Violenza sessuale

Per la Cassazione non è necessaria la commissione di atti di violenza sessuale, essendo sufficiente il contributo causale fornito dal compartecipe alla commissione del reato
Risponde del reato di violenza sessuale di gruppo anche colui che non ha commesso atti di violenza sessuale, ma si sia limita a filmare i crimini commessi dagli altri. Ai fini dell’integrazione del reato di cui all’art. 609-octies c.p., è sufficiente che il compartecipe abbia fornito un contributo causale, materiale o morale, alla commissione del reato.

Lo ha chiarito la Corte di Cassazione, terza sezione penale, nella sentenza n. 29096/2020 confermano nei confronti dell’imputato quindicenne, accusato di sequestro di persona e di violenza penale di gruppo, la misura cautelare della custodia in un istituto penitenziario minorile.

Inutile per la difesa sottolineare una connivenza dell’imputato non punibile stante la “presenza inerte” del giovane sul luogo della perpetrata violenza sessuale di gruppo. La Suprema Corte rammentano che, ai fini della configurabilità del reato di violenza sessuale di gruppo, previsto dall’art. 609-octies c.p., è necessario che più persone riunite partecipino alla commissione del fatto, costituendo tale delitto una fattispecie autonoma di reato necessariamente plurisoggettivo proprio, consistente nella “partecipazione, da parte di più persone riunite, ad atti diviolenza sessuale di cui all’art. 609 bis”, in cui la pluralità di agenti è richiesta come elemento costitutivo (cfr. Cass. n. 36036/2012 e n. 3348/20 Tra l’altro, ed è questo un punto fondamentale rimarcato dalla Corte di Cassazione, non è richiesto che tutti i componenti del gruppo compiano atti di violenza sessuale, in quanto è sufficiente che il compartecipe fornisca un contributo causale, materiale o morale, alla commissione del reato.

E neppure, chiarisce la Cassazione, è necessario che i componenti del gruppo assistano al compimento degli atti di violenza sessuale, essendo sufficiente la loro presenza nel luogo e nel momento in cui tali atti vengono compiuti, anche da uno solo dei compartecipi, atteso che la determinazione di quest’ultimo viene rafforzata dalla consapevolezza della presenza del gruppo (cfr. Cass. n. 6464/2000, n. 3348/2003, n. 11560/2010).

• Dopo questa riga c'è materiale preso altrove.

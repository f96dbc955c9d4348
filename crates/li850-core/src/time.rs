//! Wall-clock time as reported by the real-time clock.

use core::fmt;

/// Calendar date and time of day, as read from the RTC.
#[derive(Debug, Clone, Copy, PartialEq, Eq, Default)]
pub struct DateTime {
    pub year: u16,
    pub month: u8,
    pub day: u8,
    pub hour: u8,
    pub minute: u8,
    pub second: u8,
}

impl DateTime {
    pub const fn new(year: u16, month: u8, day: u8, hour: u8, minute: u8, second: u8) -> Self {
        Self {
            year,
            month,
            day,
            hour,
            minute,
            second,
        }
    }
}

/// Formats as ISO 8601 without offset, e.g. `2024-05-03T09:07:05`.
impl fmt::Display for DateTime {
    fn fmt(&self, f: &mut fmt::Formatter<'_>) -> fmt::Result {
        write!(
            f,
            "{:04}-{:02}-{:02}T{:02}:{:02}:{:02}",
            self.year, self.month, self.day, self.hour, self.minute, self.second
        )
    }
}

/// Real-time clock driver.
pub trait Clock {
    fn now(&mut self) -> DateTime;
}

impl<C: Clock + ?Sized> Clock for &mut C {
    fn now(&mut self) -> DateTime {
        (**self).now()
    }
}
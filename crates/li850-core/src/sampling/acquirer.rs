use core::fmt::Debug;

use log::{debug, warn};

use crate::config::DeviceConfig;
use crate::time::DateTime;

/// Analog-to-digital converter wired to the analyzer's analog outputs.
pub trait AnalogFrontEnd {
    type Error: Debug;

    /// Start a conversion on `channel` and return the raw code.
    fn read_raw(&mut self, channel: u8) -> Result<i32, Self::Error>;

    /// Convert a raw code into volts using the converter's current gain.
    fn raw_to_voltage(&self, raw: i32) -> Result<f32, Self::Error>;
}

impl<A: AnalogFrontEnd + ?Sized> AnalogFrontEnd for &mut A {
    type Error = A::Error;

    fn read_raw(&mut self, channel: u8) -> Result<i32, Self::Error> {
        (**self).read_raw(channel)
    }

    fn raw_to_voltage(&self, raw: i32) -> Result<f32, Self::Error> {
        (**self).raw_to_voltage(raw)
    }
}

/// One reading of both channels in physical units.
#[derive(Debug, Clone, Copy, PartialEq)]
pub struct Sample {
    /// CO2 concentration in ppm.
    pub co2_ppm: f32,
    /// H2O concentration in mmol/mol.
    pub h2o_mmol_per_mol: f32,
    pub timestamp: DateTime,
}

impl Sample {
    /// A sample carrying the fault sentinel on both channels.
    pub const fn fault(sentinel: f32, timestamp: DateTime) -> Self {
        Self {
            co2_ppm: sentinel,
            h2o_mmol_per_mol: sentinel,
            timestamp,
        }
    }
}

/// Linear mapping from output voltage to a physical range.
#[derive(Debug, Clone, Copy, PartialEq)]
pub struct ChannelScale {
    pub max_voltage: f32,
    pub full_scale: f32,
}

impl ChannelScale {
    pub const fn new(max_voltage: f32, full_scale: f32) -> Self {
        Self {
            max_voltage,
            full_scale,
        }
    }

    #[inline]
    pub fn to_physical(&self, voltage: f32) -> f32 {
        voltage / self.max_voltage * self.full_scale
    }
}

/// Reads both analyzer channels and scales them to ppm and mmol/mol.
pub struct SampleAcquirer<A> {
    analog: A,
    co2_channel: u8,
    h2o_channel: u8,
    co2_scale: ChannelScale,
    h2o_scale: ChannelScale,
    fault_sentinel: f32,
}

impl<A: AnalogFrontEnd> SampleAcquirer<A> {
    pub fn new(analog: A, config: &DeviceConfig) -> Self {
        Self {
            analog,
            co2_channel: config.co2_channel,
            h2o_channel: config.h2o_channel,
            co2_scale: ChannelScale::new(config.max_voltage, config.co2_full_scale),
            h2o_scale: ChannelScale::new(config.max_voltage, config.h2o_full_scale),
            fault_sentinel: config.fault_sentinel,
        }
    }

    /// Take one CO2/H2O reading stamped with `timestamp`.
    ///
    /// Both conversions run with interrupts disabled, CO2 first. Any driver
    /// failure yields a sample with the fault sentinel on both channels
    /// instead of an error.
    pub fn acquire(&mut self, timestamp: DateTime) -> Sample {
        match self.read_voltages() {
            Ok((co2_volts, h2o_volts)) => {
                let sample = Sample {
                    co2_ppm: self.co2_scale.to_physical(co2_volts),
                    h2o_mmol_per_mol: self.h2o_scale.to_physical(h2o_volts),
                    timestamp,
                };
                debug!(
                    "Sample at {}: CO2 {:.2} ppm, H2O {:.2} mmol/mol",
                    timestamp, sample.co2_ppm, sample.h2o_mmol_per_mol
                );
                sample
            }
            Err(e) => {
                warn!("Analog read failed, reporting fault sentinel: {:?}", e);
                Sample::fault(self.fault_sentinel, timestamp)
            }
        }
    }

    fn read_voltages(&mut self) -> Result<(f32, f32), A::Error> {
        let analog = &mut self.analog;
        let (co2_channel, h2o_channel) = (self.co2_channel, self.h2o_channel);

        // Released on every exit path, including the `?` early returns.
        let (co2_raw, h2o_raw) = critical_section::with(|_| {
            let co2 = analog.read_raw(co2_channel)?;
            let h2o = analog.read_raw(h2o_channel)?;
            Ok::<_, A::Error>((co2, h2o))
        })?;

        Ok((
            self.analog.raw_to_voltage(co2_raw)?,
            self.analog.raw_to_voltage(h2o_raw)?,
        ))
    }

    pub fn fault_sentinel(&self) -> f32 {
        self.fault_sentinel
    }

    /// The underlying converter driver.
    pub fn analog(&self) -> &A {
        &self.analog
    }
}
//! Button input latch
//!
//! The two front-panel buttons trigger rising-edge interrupts. The interrupt
//! handlers only raise a dedicated [`IrqFlag`]; the main loop consumes the
//! flags once per iteration. There is no queue: a second press before the
//! loop polls is merged into the first.

use log::debug;

use crate::irq_flag::IrqFlag;

/// The physical buttons below the display.
#[derive(Debug, Clone, Copy, PartialEq, Eq)]
pub enum Button {
    /// Selects the option printed in the bottom-left box.
    Left,
    /// Selects the option printed in the bottom-right box.
    Right,
}

/// One latched flag per physical button.
pub struct InputLatch {
    left: IrqFlag,
    right: IrqFlag,
}

impl InputLatch {
    pub const fn new() -> Self {
        Self {
            left: IrqFlag::new(),
            right: IrqFlag::new(),
        }
    }

    /// The flag belonging to one button.
    ///
    /// Hand this to the edge interrupt of that button so the handler can
    /// touch nothing else.
    pub fn flag(&self, button: Button) -> &IrqFlag {
        match button {
            Button::Left => &self.left,
            Button::Right => &self.right,
        }
    }

    /// Interrupt-context entry point for a rising edge on `button`.
    #[inline]
    pub fn on_rising_edge(&self, button: Button) {
        self.flag(button).raise();
    }

    /// Read and clear the flag of `button`. Main loop only.
    pub fn poll_and_consume(&self, button: Button) -> bool {
        self.flag(button).take()
    }

    /// Consume at most one press, left before right.
    ///
    /// When both buttons are latched the right press stays pending and is
    /// returned by the next call.
    pub fn next_press(&self) -> Option<Button> {
        let press = if self.poll_and_consume(Button::Left) {
            Some(Button::Left)
        } else if self.poll_and_consume(Button::Right) {
            Some(Button::Right)
        } else {
            None
        };

        if let Some(button) = press {
            debug!("Button press consumed: {:?}", button);
        }
        press
    }

    /// Drop every pending press.
    pub fn discard_all(&self) {
        self.left.clear();
        self.right.clear();
    }
}

impl Default for InputLatch {
    fn default() -> Self {
        Self::new()
    }
}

Il concetto di “partecipazione“, precisano i giudici, non può essere limitato nel senso di richiedere il compimento, da parte del singolo, di un’attività tipica di violenza sessuale, ovvero che ciascun partecipante ponga in essere in tutto o in parte la condotta descritta dall’art. 609-bis del codice penale.

Secondo un’interpretazione più aderente alle finalità perseguite dal legislatore, deve ritenersi estesa la punibilità (qualora sia comunque realizzato un fatto di violenza sessuale) a qualsiasi condotta partecipativa tenuta in una situazione di effettiva presenza non da mero “spettatore”, sia pure compiacente, sul luogo e al momento del reato, che apporti un reale contributo materiale o morale all’azione collettiva (cfr. Cass. n. 15089/2010, n. 44408/2011).

Nel caso di specie è emersa dalle risultanze probatorie una simile situazione in quanto il ricorrente, presente sul luogo della perpetrata violenza sessuate durante tutto il tempo in cui si erano verificati i fatti, aveva imposto sia un toccamento al seno alla persona offesa e aveva realizzato anche un video dei fatti criminali, manifestando, in ogni caso, una chiara adesione alla violenza di gruppo che rafforzava il proposito criminoso del gruppo stesso.